I don’t necessarily like swimming. And it’s not just the swimming itself (although that is a small part of it), but more so the time spent in the locker room before and after. I haven’t always been a fan of locker rooms, which is a feeling that goes back to what most would call junior high. An anxiety was born then that I guess I never got over, even though I sometimes I pretend I have… until something happens that brings it all back.
It was the first day of seventh grade, and our class was going to take trips to the YMCA once a week that school year, or at least that’s what Mr. Jones was telling us before I tuned out. You see, seventh grade was the year my voice started to change. It was subtle at first, the squeaking of the mouse becoming the croak of the bullfrog, and it often split when I was in the most public of situations, but my voice wasn’t the larger problem. That belonged to the rest of the changes.

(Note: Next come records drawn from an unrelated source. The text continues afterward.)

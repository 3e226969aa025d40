//! Tabular layer of the training and prediction pipelines, on polars.
//!
//! A sheet is kept as uploaded text (`RawTable`) and re-read with polars
//! schema inference when the pipelines need typed columns. Text columns
//! holding at least one value are categorical; integer, float, boolean and
//! empty columns are numeric.

pub mod raw_table;

pub use raw_table::RawTable;

use polars::prelude::*;
use std::collections::HashSet;
use thiserror::Error;

#[derive(Debug, Error)]
pub enum FrameError {
    #[error("table error: {0}")]
    Polars(#[from] PolarsError),

    #[error("I/O error: {0}")]
    Io(#[from] std::io::Error),

    #[error("duplicate column '{0}'")]
    DuplicateColumn(String),

    #[error("column '{0}' not found")]
    MissingColumn(String),

    #[error("column '{name}' has {actual} rows, expected {expected}")]
    LengthMismatch {
        name: String,
        expected: usize,
        actual: usize,
    },
}

pub fn column_names(frame: &DataFrame) -> Vec<String> {
    frame
        .get_column_names()
        .iter()
        .map(|name| name.to_string())
        .collect()
}

pub fn is_text(column: &Column) -> bool {
    matches!(column.dtype(), DataType::String)
}

/// Text column with at least one value
pub fn is_categorical(column: &Column) -> bool {
    let series = column.as_materialized_series();
    is_text(column) && series.null_count() < series.len()
}

/// Values cast to f64; nulls and NaN/inf are `None`
pub fn numeric_values(column: &Column) -> Result<Vec<Option<f64>>, FrameError> {
    let values = column.as_materialized_series().cast(&DataType::Float64)?;
    Ok(values
        .f64()?
        .into_iter()
        .map(|v| v.filter(|x| x.is_finite()))
        .collect())
}

/// Cells as text: strings as read, numbers without a trailing fraction
pub fn text_values(column: &Column) -> Result<Vec<Option<String>>, FrameError> {
    if is_text(column) {
        let cells = column.as_materialized_series().str()?;
        return Ok(cells.into_iter().map(|c| c.map(str::to_string)).collect());
    }
    Ok(numeric_values(column)?
        .into_iter()
        .map(|v| v.map(format_number))
        .collect())
}

/// Renames every column through `f`; fails if two names collide
pub fn rename_with<F>(frame: &DataFrame, f: F) -> Result<DataFrame, FrameError>
where
    F: Fn(&str) -> String,
{
    let mut seen = HashSet::new();
    let mut columns: Vec<Column> = Vec::with_capacity(frame.width());
    for column in frame.get_columns() {
        let name = f(column.name().as_str());
        if !seen.insert(name.clone()) {
            return Err(FrameError::DuplicateColumn(name));
        }
        let series = column.as_materialized_series().clone().with_name(name.into());
        columns.push(series.into());
    }
    Ok(DataFrame::new(columns)?)
}

pub fn rename(frame: &DataFrame, from: &str, to: &str) -> Result<DataFrame, FrameError> {
    if frame.get_column_index(from).is_none() {
        return Err(FrameError::MissingColumn(from.to_string()));
    }
    rename_with(frame, |name| {
        if name == from {
            to.to_string()
        } else {
            name.to_string()
        }
    })
}

pub fn format_number(value: f64) -> String {
    if value.fract() == 0.0 && value.abs() < 1e15 {
        format!("{}", value as i64)
    } else {
        format!("{}", value)
    }
}

#[cfg(test)]
mod tests {
    use super::*;

    fn frame() -> DataFrame {
        DataFrame::new(vec![
            Series::new("Boutique".into(), &[Some("A"), None, Some("B")]).into(),
            Series::new("Quantite".into(), &[Some(2i64), None, Some(1)]).into(),
            Series::new("Vide".into(), &[None::<&str>, None, None]).into(),
        ])
        .unwrap()
    }

    #[test]
    fn text_with_values_is_categorical() {
        let frame = frame();
        assert!(is_categorical(frame.column("Boutique").unwrap()));
        assert!(!is_categorical(frame.column("Quantite").unwrap()));
        // an empty text column carries no categories
        assert!(!is_categorical(frame.column("Vide").unwrap()));
    }

    #[test]
    fn numbers_read_as_text_and_floats() {
        let frame = frame();
        let quantity = frame.column("Quantite").unwrap();
        assert_eq!(numeric_values(quantity).unwrap(), vec![Some(2.0), None, Some(1.0)]);
        assert_eq!(
            text_values(quantity).unwrap(),
            vec![Some("2".to_string()), None, Some("1".to_string())]
        );
    }

    #[test]
    fn rename_with_detects_collisions() {
        let frame = DataFrame::new(vec![
            Series::new("a b".into(), &[1.0]).into(),
            Series::new("a_b".into(), &[2.0]).into(),
        ])
        .unwrap();
        let err = rename_with(&frame, |n| n.replace(' ', "_")).unwrap_err();
        assert!(matches!(err, FrameError::DuplicateColumn(name) if name == "a_b"));
    }

    #[test]
    fn rename_keeps_order_and_data() {
        let renamed = rename(&frame(), "Quantite", "quantite").unwrap();
        assert_eq!(column_names(&renamed), vec!["Boutique", "quantite", "Vide"]);
        assert_eq!(
            numeric_values(renamed.column("quantite").unwrap()).unwrap(),
            vec![Some(2.0), None, Some(1.0)]
        );
        assert!(matches!(
            rename(&frame(), "missing", "x"),
            Err(FrameError::MissingColumn(_))
        ));
    }

    #[test]
    fn numbers_render_without_trailing_fraction() {
        assert_eq!(format_number(3.0), "3");
        assert_eq!(format_number(-999.0), "-999");
        assert_eq!(format_number(2.5), "2.5");
    }
}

I had been a chunky child, and by chunky I mean pretty hefty in the middle. It wasn’t something I particularly noticed, but it was particularly noticeable by others. Because of it I had been called many names, not the least of which were about both my belly and my chest. For some reason when the weight is “lying heavy” it distributes itself in certain ways. For me it had the added bonus of giving me a larger than average chest, or what some chose to call “man breasts.” Can you imagine: a preteen boy and the teasing I routinely got whenever I wore t-shirts?

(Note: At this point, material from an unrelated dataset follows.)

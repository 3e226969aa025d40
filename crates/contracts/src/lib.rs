pub mod dashboards;
pub mod shared;
pub mod usecases;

So I was dying for a growth spurt, something that would stretch me out and hopefully deal with those man breasts, and with the ridicule that accompanied them. And after my freshman year of high school it finally kicked in, that much-awaited growth spurt, and I shot up over 8 inches over the course of the summer and fall. But perhaps the worst thing happened as a result. My belly disappeared, but my man breasts stuck around. At least when I was large all around I had an excuse for them.

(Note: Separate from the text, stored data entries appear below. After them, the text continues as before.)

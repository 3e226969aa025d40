use contracts::shared::order_schema::{CATEGORICAL_MISSING, NUMERIC_MISSING};
use polars::prelude::*;

use super::{FeatureFrame, OrdinalEncoder, PipelineError};
use crate::shared::frame::{is_categorical, numeric_values, text_values, FrameError};

/// What to do with categorical columns
#[derive(Debug, Clone, Copy)]
pub enum EncoderMode<'a> {
    /// Training: learn a new encoder from the categorical columns
    Fit,
    /// Inference: apply the persisted encoder, if one was saved
    Apply(Option<&'a OrdinalEncoder>),
}

#[derive(Debug, Clone)]
pub struct PreparedFeatures {
    pub features: FeatureFrame,
    /// Set only in `Fit` mode when categorical columns were present
    pub fitted_encoder: Option<OrdinalEncoder>,
}

fn category_cells(column: &Column) -> Result<Vec<String>, FrameError> {
    Ok(text_values(column)?
        .into_iter()
        .map(|v| v.unwrap_or_else(|| CATEGORICAL_MISSING.to_string()))
        .collect())
}

/// Imputes missing values, encodes categorical columns and casts to f64.
///
/// Numeric gaps become `-999`, text gaps become `"NA"` before encoding.
/// Column order of the input frame is preserved.
pub fn prepare_features(
    frame: &DataFrame,
    mode: EncoderMode<'_>,
) -> Result<PreparedFeatures, PipelineError> {
    let fitted_encoder = match mode {
        EncoderMode::Fit => {
            let categorical = frame
                .get_columns()
                .iter()
                .filter(|column| is_categorical(column))
                .map(|column| Ok((column.name().to_string(), category_cells(column)?)))
                .collect::<Result<Vec<_>, FrameError>>()?;
            if categorical.is_empty() {
                None
            } else {
                Some(OrdinalEncoder::fit(
                    categorical
                        .iter()
                        .map(|(name, values)| (name.as_str(), values.as_slice())),
                ))
            }
        }
        EncoderMode::Apply(_) => None,
    };
    let encoder = match mode {
        EncoderMode::Fit => fitted_encoder.as_ref(),
        EncoderMode::Apply(encoder) => encoder,
    };

    let mut names = Vec::with_capacity(frame.width());
    let mut columns = Vec::with_capacity(frame.width());

    for column in frame.get_columns() {
        let name = column.name().as_str();
        let values: Vec<f64> = if is_categorical(column) {
            let encoder =
                encoder.ok_or_else(|| PipelineError::UnencodedCategorical(name.to_string()))?;
            encoder
                .transform(name, &category_cells(column)?)
                .ok_or_else(|| PipelineError::UnknownCategoricalColumn(name.to_string()))?
        } else {
            match encoder {
                // categorical at training time, numeric in this file
                Some(encoder) if encoder.knows_column(name) => encoder
                    .transform(name, &category_cells(column)?)
                    .ok_or_else(|| PipelineError::UnknownCategoricalColumn(name.to_string()))?,
                _ => numeric_values(column)?
                    .into_iter()
                    .map(|v| v.unwrap_or(NUMERIC_MISSING))
                    .collect(),
            }
        };
        names.push(name.to_string());
        columns.push(values);
    }

    Ok(PreparedFeatures {
        features: FeatureFrame::new(names, columns, frame.height())?,
        fitted_encoder,
    })
}

#[cfg(test)]
mod tests {
    use super::*;

    fn sample() -> DataFrame {
        DataFrame::new(vec![
            Series::new("boutique".into(), &[Some("B"), None, Some("A")]).into(),
            Series::new("quantite".into(), &[Some(2i64), None, Some(1)]).into(),
        ])
        .unwrap()
    }

    #[test]
    fn fit_imputes_and_encodes() {
        let prepared = prepare_features(&sample(), EncoderMode::Fit).unwrap();
        let encoder = prepared.fitted_encoder.expect("encoder fitted");
        // sorted categories: A, B, NA
        assert_eq!(encoder.columns()[0].categories, vec!["A", "B", "NA"]);

        let features = prepared.features;
        assert_eq!(features.names(), &["boutique".to_string(), "quantite".to_string()]);
        assert_eq!(features.column("boutique").unwrap(), &[1.0, 2.0, 0.0]);
        assert_eq!(features.column("quantite").unwrap(), &[2.0, -999.0, 1.0]);
    }

    #[test]
    fn apply_uses_persisted_encoder_for_unseen_values() {
        let fitted = prepare_features(&sample(), EncoderMode::Fit)
            .unwrap()
            .fitted_encoder
            .unwrap();

        let new = DataFrame::new(vec![
            Series::new("boutique".into(), &["C", "A"]).into(),
            Series::new("quantite".into(), &[5.0f64, 6.0]).into(),
        ])
        .unwrap();
        let prepared = prepare_features(&new, EncoderMode::Apply(Some(&fitted))).unwrap();
        assert!(prepared.fitted_encoder.is_none());
        assert_eq!(prepared.features.column("boutique").unwrap(), &[-1.0, 0.0]);
    }

    #[test]
    fn numeric_only_frame_needs_no_encoder() {
        let frame =
            DataFrame::new(vec![Series::new("quantite".into(), &[None, Some(3.0f64)]).into()]).unwrap();

        let fitted = prepare_features(&frame, EncoderMode::Fit).unwrap();
        assert!(fitted.fitted_encoder.is_none());

        let applied = prepare_features(&frame, EncoderMode::Apply(None)).unwrap();
        assert_eq!(applied.features.column("quantite").unwrap(), &[-999.0, 3.0]);
    }

    #[test]
    fn numeric_cells_of_an_encoded_column_are_encoded() {
        let training = DataFrame::new(vec![Series::new("sku".into(), &["10", "A7"]).into()]).unwrap();
        let encoder = prepare_features(&training, EncoderMode::Fit)
            .unwrap()
            .fitted_encoder
            .unwrap();

        let upload = DataFrame::new(vec![Series::new("sku".into(), &[10i64, 11]).into()]).unwrap();
        let prepared = prepare_features(&upload, EncoderMode::Apply(Some(&encoder))).unwrap();
        assert_eq!(prepared.features.column("sku").unwrap(), &[0.0, -1.0]);
    }

    #[test]
    fn text_without_encoder_is_a_pipeline_error() {
        let err = prepare_features(&sample(), EncoderMode::Apply(None)).unwrap_err();
        assert!(matches!(err, PipelineError::UnencodedCategorical(name) if name == "boutique"));
    }

    #[test]
    fn text_column_unknown_to_the_encoder_is_rejected() {
        let encoder = prepare_features(&sample(), EncoderMode::Fit)
            .unwrap()
            .fitted_encoder
            .unwrap();

        // numeric at training time, text in this upload
        let upload = DataFrame::new(vec![
            Series::new("boutique".into(), &["A", "B"]).into(),
            Series::new("quantite".into(), &["3", "2 pcs"]).into(),
        ])
        .unwrap();
        let err = prepare_features(&upload, EncoderMode::Apply(Some(&encoder))).unwrap_err();
        assert!(
            matches!(err, PipelineError::UnknownCategoricalColumn(name) if name == "quantite")
        );
    }
}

I cried myself to sleep many times during that winter after my growth spurt because I knew spring would come, and I couldn’t keep hiding under sweaters much longer. But then spring came, and summer after, and it seemed like no one was really concerned, as if the only thing that mattered was that I had gotten so much taller. People stopped calling me names, and things improved in my social life, but to me I was still that kid, the one who was always ridiculed for what I honestly couldn’t help physically. And in some ways I still feel that way, so many years later.
Which brings me back to the locker room. I was in one yesterday, after my family went swimming, and I still had a touch of self-consciousness regarding my body. I have it every single time I find myself in that most vulnerable of situations. I looked around before dropping my towel, to make sure no one was watching, to make sure no one was pointing and laughing. And no one was. They were all intent on their own selves, and they were paying me absolutely no mind.
Maybe at some point I’ll stop thinking about it. Maybe pigs will actually fly someday. But these locker room blues have to play themselves out before a blessed silence will come.